Domain 2, Asset Security, covers the protection of information assets throughout their lifecycle: classification, ownership, handling, retention, and disposal. Data owners are responsible for classification. Data custodians are responsible for day-to-day protection and handling. Data remnance (data that persists after deletion) requires secure disposal procedures: overwriting, degaussing, or physical destruction depending on the media type and sensitivity.

Domain 3, Security Architecture and Engineering, covers security models (Bell-LaPadula for confidentiality, Biba for integrity), secure design principles, cryptography, and physical security. The principle of least privilege, defense in depth, fail-safe defaults, and separation of duties are the foundational design principles. Domain 4, Communication and Network Security, covers network protocols, firewalls, VPNs, wireless security, and network attacks. Domain 5, Identity and Access Management (IAM), covers authentication methods, access control models (MAC, DAC, RBAC, ABAC), and federation.

The CISSP exam tests management thinking first. When presented with a security problem, the first step is always to understand the risk, not to immediately apply a technical control. The exam repeatedly rewards answers that align security decisions with business objectives, organizational risk tolerance, and cost-benefit analysis. A perfect technical solution that costs more than the asset it protects is not the right CISSP answer.
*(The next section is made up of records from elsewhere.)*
//! x402-paying MCP tool server over stdio.
//!
//! # Usage
//!
//! ```bash
//! EVM_PRIVATE_KEY=0x... \
//! RESOURCE_SERVER_URL=http://localhost:4021 \
//! ENDPOINT_PATH=/weather \
//! cargo run -p w402-mcp
//! ```
//!
//! Logs go to stderr; stdout carries the MCP protocol. See [`w402_mcp::config`]
//! for every option.

use rmcp::ServiceExt;
use rmcp::transport::stdio;
use tracing_subscriber::EnvFilter;

use w402_mcp::{Config, StartupError, bootstrap};

#[tokio::main]
async fn main() {
    let config = Config::load();

    tracing_subscriber::fmt()
        .with_env_filter(
            EnvFilter::try_from_default_env().unwrap_or_else(|_| EnvFilter::new("info")),
        )
        .with_writer(std::io::stderr)
        .with_ansi(false)
        .init();

    if let Err(e) = run(&config).await {
        tracing::error!("Server failed: {e}");
        std::process::exit(1);
    }
}

async fn run(config: &Config) -> Result<(), StartupError> {
    tracing::debug!(?config, "Loaded configuration");
    let tools = bootstrap(config)?;

    tracing::info!(endpoint = %tools.endpoint(), "Serving MCP tools on stdio");
    let service = tools
        .serve(stdio())
        .await
        .map_err(|e| StartupError::Server(e.to_string()))?;
    service
        .waiting()
        .await
        .map_err(|e| StartupError::Server(e.to_string()))?;

    tracing::info!("MCP client disconnected");
    Ok(())
}
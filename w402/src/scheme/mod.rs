//! Payment scheme plumbing.
//!
//! - [`SchemeSigner`] - A credential-backed capability that signs payment options
//! - [`PaymentOption`] - One offered option of a challenge, normalized across versions
//! - [`SchemeRegistry`] - One signer per [`NetworkFamily`]
//! - [`PaymentSelector`] - Chooses among matching options ([`FirstMatch`],
//!   [`PreferFamily`], [`MaxAmount`])

use std::fmt;
use std::future::Future;
use std::pin::Pin;

use alloy_primitives::U256;
use serde_json::Value;

use crate::chain::{ChainId, NetworkFamily};
use crate::error::SchemeError;

mod registry;
mod selector;

pub use registry::SchemeRegistry;
pub use selector::{FirstMatch, MaxAmount, PaymentSelector, PreferFamily};

/// The only payment scheme this client can sign for.
pub const EXACT_SCHEME: &str = "exact";

/// A boxed, sendable future, used by object-safe async traits.
pub type BoxFuture<'a, T> = Pin<Box<dyn Future<Output = T> + Send + 'a>>;

/// A signing capability for one network family.
///
/// Implementations hold key material derived once at startup and are
/// immutable afterwards, so a single instance can serve concurrent requests.
pub trait SchemeSigner: Send + Sync {
    /// Returns the family this signer serves.
    fn family(&self) -> NetworkFamily;

    /// Returns the public identity derived from the credential
    /// (an `0x` address or a base58 public key).
    fn address(&self) -> String;

    /// Produces the scheme-specific signed payload for `option`.
    ///
    /// The returned value becomes the `payload` field of the proof.
    fn sign_payment<'a>(
        &'a self,
        option: &'a PaymentOption,
    ) -> BoxFuture<'a, Result<Value, SchemeError>>;
}

impl fmt::Debug for dyn SchemeSigner {
    fn fmt(&self, f: &mut fmt::Formatter<'_>) -> fmt::Result {
        f.debug_struct("SchemeSigner")
            .field("family", &self.family())
            .field("address", &self.address())
            .finish()
    }
}

/// One offered payment option, normalized across protocol versions.
#[derive(Debug, Clone, PartialEq, Eq)]
pub struct PaymentOption {
    /// Position of this option in the challenge's `accepts` list.
    pub index: usize,
    /// Protocol version of the challenge (1 or 2).
    pub version: u8,
    /// Payment scheme (e.g., `exact`).
    pub scheme: String,
    /// Network as offered: a V1 name or a CAIP-2 id.
    pub network: String,
    /// The resolved chain, when the network is known or CAIP-2 formatted.
    pub chain_id: Option<ChainId>,
    /// Token asset address or mint.
    pub asset: String,
    /// Amount in atomic units, as offered.
    pub amount: String,
    /// Recipient address.
    pub pay_to: String,
    /// Validity window requested by the server.
    pub max_timeout_seconds: u64,
    /// Scheme-specific extra data, `None` when absent or null.
    pub extra: Option<Value>,
}

impl PaymentOption {
    /// Returns the network family of this option, if it can be resolved.
    #[must_use]
    pub fn family(&self) -> Option<NetworkFamily> {
        self.chain_id.as_ref().and_then(ChainId::family)
    }

    /// Returns `true` when this option uses the `exact` scheme.
    #[must_use]
    pub fn is_exact(&self) -> bool {
        self.scheme == EXACT_SCHEME
    }

    /// Parses the amount as an unsigned decimal integer.
    #[must_use]
    pub fn amount_value(&self) -> Option<U256> {
        let amount = self.amount.trim();
        if amount.is_empty() || !amount.bytes().all(|b| b.is_ascii_digit()) {
            return None;
        }
        U256::from_str_radix(amount, 10).ok()
    }

    /// Returns a string field of `extra`, if present.
    #[must_use]
    pub fn extra_str(&self, key: &str) -> Option<&str> {
        self.extra.as_ref()?.get(key)?.as_str()
    }
}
Domains 6 through 8 cover Security Assessment and Testing (audits, penetration testing, vulnerability assessment), Security Operations (incident response, investigations, recovery), and Software Development Security (SDLC integration, secure coding, code review). Security operations covers the chain of custody for forensic evidence, which requires maintaining an unbroken, documented record of evidence handling from collection through legal proceedings.

Quantitative risk analysis expresses risk in monetary terms. Annual Loss Expectancy (ALE) = Single Loss Expectancy (SLE) x Annualized Rate of Occurrence (ARO). SLE = Asset Value x Exposure Factor. These formulas appear in CISSP questions about comparing the cost of a control against the risk it reduces. If a control costs more than the ALE it reduces, it is not cost-justified.

Think like a manager: when asked what to do first, identify and assess risk before implementing controls. Understand the problem before solving it.

Risk responses: Accept (live with it), Transfer (insurance/outsource), Mitigate (controls), Avoid (eliminate the activity). Select based on risk level and cost.

ALE = SLE x ARO. SLE = Asset Value x Exposure Factor. Control is justified if its annual cost is less than ALE it reduces.

Data owner: classifies data, accountable for protection. Data custodian: implements controls, day-to-day handling.

Bell-LaPadula: no read up, no write down (confidentiality). Biba: no write up, no read down (integrity).

Chain of custody: unbroken documentation for evidence admissibility. A gap can make evidence inadmissible.

CISSP answer pattern: business objectives and risk management first, technical controls second.